Exercise - Check each line of the listing below for the word "decoded" and say how many lines have it. Nothing else should be written.

Records shown -
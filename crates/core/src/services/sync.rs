//! Job synchronization engine.
//!
//! [`SyncService::sync_job`] drives one job against the vendor. The job row
//! is locked with `SELECT ... FOR UPDATE` for the whole call, inside a
//! transaction started from the pool connection, so two syncs of the same
//! job never overlap. Any failure rolls the transaction back.
//!
//! An unsynced job takes the initial path: create the vendor job, upload
//! the source file through a batch, then push visual context if available.
//! A failed visual context upload fails the whole sync.
//! Every other job takes the status path: refresh the vendor's view of the
//! job and, when a pending job has just been translated, import the
//! translated files.

use chrono::Utc;
use locsync_common::AppError;
use locsync_db::entities::job::JobStatus;
use locsync_db::entities::{job, job_translation};
use locsync_db::repositories::JobRepository;
use locsync_smartling::{ClientError, CreateJobParams, job_dashboard_url};
use sea_orm::{DatabaseTransaction, Set};
use tracing::{debug, error, info, warn};

use super::callbacks::{VisualContext, VisualContextService};
use super::catalog::Catalog;
use super::events::SyncEventHandlerService;
use super::vendor::Vendor;
use crate::error::SyncError;
use crate::locale::LocaleFormatter;
use crate::po;

/// What a sync did to a job.
#[derive(Debug, Clone)]
pub struct SyncReport {
    /// The job as committed.
    pub job: job::Model,
    pub previous_status: JobStatus,
    /// Translations imported by this sync.
    pub imported: Vec<job_translation::Model>,
}

impl SyncReport {
    #[must_use]
    pub fn status_changed(&self) -> bool {
        self.job.status != self.previous_status
    }
}

/// Stable vendor file URI for a job's source file.
///
/// Built from the job ID and source object ID only, so a retried upload
/// addresses the same vendor file.
#[must_use]
pub fn upload_file_uri(job: &job::Model) -> String {
    let object_id: String = job
        .source_object_id
        .chars()
        .map(|c| {
            if c.is_ascii_alphanumeric() || c == '-' || c == '_' {
                c
            } else {
                '_'
            }
        })
        .collect();
    format!("job_{}_{object_id}.po", job.id)
}

/// Vendor dashboard link, empty when the vendor has no such job.
#[must_use]
pub fn dashboard_url(job: &job::Model, project_uid: &str) -> String {
    match job.status {
        JobStatus::Unsynced | JobStatus::Deleted => String::new(),
        _ => job_dashboard_url(project_uid, &job.translation_job_uid),
    }
}

/// Sync engine.
#[derive(Clone)]
pub struct SyncService {
    job_repo: JobRepository,
    vendor: Vendor,
    catalog: Catalog,
    formatter: LocaleFormatter,
    events: SyncEventHandlerService,
    visual_context: Option<VisualContextService>,
}

/// A parsed archive entry.
struct TranslatedFile {
    vendor_locale: String,
    content: Vec<u8>,
}

impl SyncService {
    #[must_use]
    pub const fn new(
        job_repo: JobRepository,
        vendor: Vendor,
        catalog: Catalog,
        formatter: LocaleFormatter,
        events: SyncEventHandlerService,
    ) -> Self {
        Self {
            job_repo,
            vendor,
            catalog,
            formatter,
            events,
            visual_context: None,
        }
    }

    #[must_use]
    pub fn with_visual_context(mut self, provider: VisualContextService) -> Self {
        self.visual_context = Some(provider);
        self
    }

    /// IDs of jobs that still need syncing.
    pub async fn syncable_job_ids(&self) -> Result<Vec<String>, AppError> {
        self.job_repo.find_syncable_ids().await
    }

    /// Sync one job with the vendor.
    ///
    /// Returns [`SyncError::JobNotFound`] when there is no such job and
    /// [`SyncError::Failed`] for anything that goes wrong once it is locked.
    pub async fn sync_job(&self, job_id: &str) -> Result<SyncReport, SyncError> {
        let txn = self
            .job_repo
            .begin()
            .await
            .map_err(|e| SyncError::failed(job_id, e.into()))?;

        let job = match self.job_repo.lock_by_id(&txn, job_id).await {
            Ok(Some(job)) => job,
            Ok(None) => {
                rollback(txn, job_id).await;
                return Err(SyncError::JobNotFound(job_id.to_string()));
            }
            Err(e) => {
                rollback(txn, job_id).await;
                return Err(SyncError::failed(job_id, e.into()));
            }
        };

        let result = if job.status == JobStatus::Unsynced {
            self.initial_sync(&txn, job).await
        } else {
            self.status_sync(&txn, job).await
        };

        match result {
            Ok(report) => {
                txn.commit().await.map_err(|e| {
                    SyncError::failed(job_id, AppError::Database(e.to_string()).into())
                })?;
                self.dispatch_events(&report).await;
                Ok(report)
            }
            Err(err) => {
                rollback(txn, job_id).await;
                error!(job_id = %job_id, error = %err, "Job sync failed");
                Err(SyncError::failed(job_id, err))
            }
        }
    }

    async fn initial_sync(
        &self,
        txn: &DatabaseTransaction,
        job: job::Model,
    ) -> Result<SyncReport, SyncError> {
        info!(job_id = %job.id, name = %job.name, "Performing initial sync");
        let previous_status = job.status;

        let translations = self.job_repo.translations_in(txn, &job.id).await?;
        let locale_ids = translations
            .iter()
            .map(|t| self.formatter.to_vendor(&t.locale))
            .collect::<Result<Vec<_>, _>>()?;

        let params = CreateJobParams {
            job_name: job.name.clone(),
            target_locale_ids: locale_ids.clone(),
            description: Some(job.description.clone()).filter(|d| !d.is_empty()),
            reference_number: Some(job.reference_number.clone()).filter(|r| !r.is_empty()),
            due_date: job.due_date.map(|d| d.with_timezone(&Utc)),
            ..CreateJobParams::default()
        };
        let created = self.vendor.create_job(&params).await?;
        let status = JobStatus::from_vendor(&created.job_status)
            .ok_or_else(|| SyncError::UnknownStatus(created.job_status.clone()))?;

        let now = Utc::now();
        let mut active: job::ActiveModel = job.into();
        active.translation_job_uid = Set(created.translation_job_uid);
        active.status = Set(status);
        active.first_synced_at = Set(Some(now.into()));
        active.last_synced_at = Set(Some(now.into()));
        active.updated_at = Set(now.into());
        let job = self.job_repo.update_in(txn, active).await?;
        info!(
            job_id = %job.id,
            job_uid = %job.translation_job_uid,
            status = ?job.status,
            "Created vendor job"
        );

        let file_uri = if job.file_uri.is_empty() {
            upload_file_uri(&job)
        } else {
            job.file_uri.clone()
        };
        let batch_uid = self
            .vendor
            .create_batch(&job.translation_job_uid, std::slice::from_ref(&file_uri))
            .await?;

        let entries = self
            .catalog
            .export_po(&job.source_content_type, &job.source_object_id)
            .await?;
        self.vendor
            .upload_file_to_batch(&batch_uid, &file_uri, po::render(&entries), &locale_ids)
            .await?;

        let mut active: job::ActiveModel = job.into();
        active.file_uri = Set(file_uri);
        let job = self.job_repo.update_in(txn, active).await?;
        info!(job_id = %job.id, file_uri = %job.file_uri, batch_uid = %batch_uid, "Uploaded source file");

        self.push_visual_context(&job).await?;

        Ok(SyncReport {
            job,
            previous_status,
            imported: Vec::new(),
        })
    }

    /// Send the job's page to the vendor as visual context.
    ///
    /// No provider and a declined page are fine; any other failure aborts
    /// the sync.
    async fn push_visual_context(&self, job: &job::Model) -> Result<(), SyncError> {
        let Some(provider) = &self.visual_context else {
            debug!(job_id = %job.id, "No visual context provider configured");
            return Ok(());
        };

        match provider.visual_context(job).await? {
            VisualContext::Provided { url, html } => {
                self.vendor
                    .add_visual_context(&job.translation_job_uid, &url, html)
                    .await?;
                info!(job_id = %job.id, url = %url, "Sent visual context");
            }
            VisualContext::Declined(reason) => {
                debug!(job_id = %job.id, reason = %reason, "Visual context declined");
            }
        }
        Ok(())
    }

    async fn status_sync(
        &self,
        txn: &DatabaseTransaction,
        job: job::Model,
    ) -> Result<SyncReport, SyncError> {
        info!(job_id = %job.id, status = ?job.status, "Syncing job status");
        let previous_status = job.status;

        let mut active: job::ActiveModel = job.clone().into();
        match self.vendor.get_job_details(&job.translation_job_uid).await {
            Ok(details) => {
                let status = JobStatus::from_vendor(&details.job_status)
                    .ok_or_else(|| SyncError::UnknownStatus(details.job_status.clone()))?;
                active.status = Set(status);
                active.description = Set(details.description.unwrap_or_default());
                active.reference_number = Set(details.reference_number.unwrap_or_default());
                active.due_date = Set(details.due_date.map(Into::into));
            }
            Err(ClientError::JobNotFound(uid)) => {
                warn!(job_id = %job.id, job_uid = %uid, "Job not found on vendor, marking as deleted");
                active.status = Set(JobStatus::Deleted);
            }
            Err(e) => return Err(e.into()),
        }

        let now = Utc::now();
        active.last_synced_at = Set(Some(now.into()));
        active.updated_at = Set(now.into());
        let job = self.job_repo.update_in(txn, active).await?;

        let mut report = SyncReport {
            job,
            previous_status,
            imported: Vec::new(),
        };

        if !report.status_changed() {
            info!(job_id = %report.job.id, "No change in status");
            return Ok(report);
        }
        info!(
            job_id = %report.job.id,
            from = ?previous_status,
            to = ?report.job.status,
            "Job status changed"
        );

        if !previous_status.is_pending() {
            info!(job_id = %report.job.id, "Job already finalised, nothing to do");
            return Ok(report);
        }

        let status = report.job.status;
        if status.is_translated() {
            report.imported = self.download_and_apply(txn, &report.job).await?;

            let mut active: job::ActiveModel = report.job.clone().into();
            active.translations_imported_at = Set(Some(now.into()));
            report.job = self.job_repo.update_in(txn, active).await?;
        } else if status.is_untranslated() {
            warn!(job_id = %report.job.id, status = ?status, "Job finalised without translations");
        } else {
            debug!(job_id = %report.job.id, "Job still pending");
        }

        Ok(report)
    }

    /// Import every translated file of a job.
    ///
    /// All archive entries are checked against the job's file URI, and
    /// every matched file is decoded, before anything is imported.
    async fn download_and_apply(
        &self,
        txn: &DatabaseTransaction,
        job: &job::Model,
    ) -> Result<Vec<job_translation::Model>, SyncError> {
        info!(job_id = %job.id, file_uri = %job.file_uri, "Downloading translations");

        let files = {
            let mut archive = self.vendor.download_translations(&job.file_uri).await?;
            let entries = archive.files()?;
            let mut files = Vec::with_capacity(entries.len());
            for entry in entries {
                let (vendor_locale, file_uri) = entry
                    .path
                    .split_once('/')
                    .filter(|(locale, uri)| !locale.is_empty() && !uri.contains('/'))
                    .ok_or_else(|| SyncError::MalformedArchiveEntry(entry.path.clone()))?;

                if file_uri != job.file_uri {
                    return Err(SyncError::FileUriMismatch {
                        expected: job.file_uri.clone(),
                        found: file_uri.to_string(),
                    });
                }

                files.push(TranslatedFile {
                    vendor_locale: vendor_locale.to_string(),
                    content: entry.content,
                });
            }
            files
        };

        let translations = self.job_repo.translations_in(txn, &job.id).await?;

        // Decode every file before the first import so a bad file leaves
        // the CMS untouched.
        let mut decoded = Vec::new();
        for file in files {
            let locale = self.formatter.to_cms(&file.vendor_locale)?;
            let Some(translation) = translations.iter().find(|t| t.locale == locale) else {
                info!(job_id = %job.id, locale = %locale, "No translation for locale, skipping");
                continue;
            };

            let content = String::from_utf8(file.content).map_err(|e| {
                AppError::Validation(format!(
                    "Translated file for {} is not UTF-8: {e}",
                    file.vendor_locale
                ))
            })?;
            decoded.push((translation, locale, po::parse(&content)?));
        }

        let mut imported = Vec::with_capacity(decoded.len());
        for (translation, locale, entries) in decoded {
            self.catalog
                .import_translation(job, translation, entries)
                .await?;

            let translation = self
                .job_repo
                .mark_translation_imported_in(txn, translation.clone(), Utc::now())
                .await?;
            info!(
                job_id = %job.id,
                translation_id = %translation.translation_id,
                locale = %locale,
                "Imported translation"
            );
            imported.push(translation);
        }

        Ok(imported)
    }

    async fn dispatch_events(&self, report: &SyncReport) {
        for translation in &report.imported {
            if let Err(e) = self
                .events
                .translation_imported(&report.job, translation)
                .await
            {
                warn!(job_id = %report.job.id, translation_id = %translation.translation_id, error = %e, "Translation imported handler failed");
            }
        }

        if report.imported.is_empty() {
            return;
        }
        if let Err(e) = self
            .events
            .import_successful(&report.job, &report.imported)
            .await
        {
            warn!(job_id = %report.job.id, error = %e, "Import successful handler failed");
        }
    }
}

async fn rollback(txn: DatabaseTransaction, job_id: &str) {
    if let Err(e) = txn.rollback().await {
        warn!(job_id = %job_id, error = %e, "Rollback failed");
    }
}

Answer space - 5